In a letter sent to the president Friday, Oct. 14, Warren, a member of the Senate Committee on Banking, Housing, and Urban Affairs, which oversees the SEC, cited the chair’s “refusal to develop a political spending disclosure rule and repeated actions to undermine the agency’s mission of investor protection and the administration’s priorities.”
An SEC spokesperson said the agency had no comment on the letter. The White House didn’t respond to an email request for comment.
In her letter, Warren criticized White for “ignoring the SEC’s core mission of investor protection” by opposing efforts requiring more corporate disclosure and supporting initiatives that reduce disclosure.
Referring to White, Warren wrote, “She has failed to complete disclosure mandates Congress enacted in the wake of the 2008 financial meltdown while simultaneously devoting the SEC’s limited discretionary resources to a far-reaching anti-disclosure initiative cooked up by big business lobbyists seeking to reduce the amount of information public companies must make available to their investors.”
Warren was referring to White’s “Disclosure Effectiveness Initiative” introduced earlier this year, to reduce what she called “information overload” that made it difficult for an investor “to wade through the volume of information she receives to ferret out the information that is most relevant.”
Warren also criticized White for remaining “conspicuously silent” when the White House issued veto threats against anti-disclosure bills, providing cover to those in Congress who seek to roll back disclosure requirements and compromise the transparency and safety of our markets. Enough is enough.”

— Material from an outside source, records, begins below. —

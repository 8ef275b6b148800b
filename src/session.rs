//! App-session and dictation-session identifiers.
//!
//! Every log line carries both when defined (§3, §4.2). Session ids are derived from
//! the process id plus a process-local monotonic counter rather than pulling in a
//! randomness dependency solely for this.

use std::sync::atomic::{AtomicU32, Ordering};

static DICTATION_SESSION_COUNTER: AtomicU32 = AtomicU32::new(0);

/// Generate the app-session id once at startup: `app-{8 hex chars}`.
pub fn new_app_session_id() -> String {
    format!("app-{:08x}", std::process::id())
}

/// Generate a fresh dictation-session id when the controller leaves `Idle`.
pub fn new_dictation_session_id() -> String {
    let n = DICTATION_SESSION_COUNTER.fetch_add(1, Ordering::Relaxed);
    let pid = std::process::id();
    format!("dict-{:08x}", pid.wrapping_mul(2654435761).wrapping_add(n))
}

#[cfg(test)]
mod tests {
    use super::*;

    #[test]
    fn app_session_id_is_stable_within_process() {
        assert_eq!(new_app_session_id(), new_app_session_id());
    }

    #[test]
    fn dictation_session_ids_are_unique() {
        let a = new_dictation_session_id();
        let b = new_dictation_session_id();
        assert_ne!(a, b);
        assert!(a.starts_with("dict-"));
    }
}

“I have tried both publicly and privately to persuade Chair White to direct the agency's resources toward pressing matters of compelling interest to investors and the public, and toward completing those rules that Congress has required it to implement,” Warren wrote. “But after years of fruitless efforts, it is clear that Chair White is set on her course. The only way to return the SEC to its intended purpose is to change its leadership.”
Despite Warren’s criticism of White’s approach to disclosure by publicly traded companies, the SEC under White has adopted rules requiring financial advisors to disclose more information on Forms ADV about their use of separately managed accounts, branch office operations and social media and it issued new liquidity rules for mutual funds that limit illiquid investments to 15% of assets.
In statements following each initiative, White referred to the benefits for investors.
“Requiring investment advisors to report this additional information will provide investors and the Commission with a better understanding of the risk profile of each advisor and the industry as a whole,” said White in a statement.
About the liquidity rules, she said, “These new rules represent a sweeping change for the industry by requiring strong transparency provisions and enhanced investor protections.”
White’s term as SEC Chair term expires in 2019.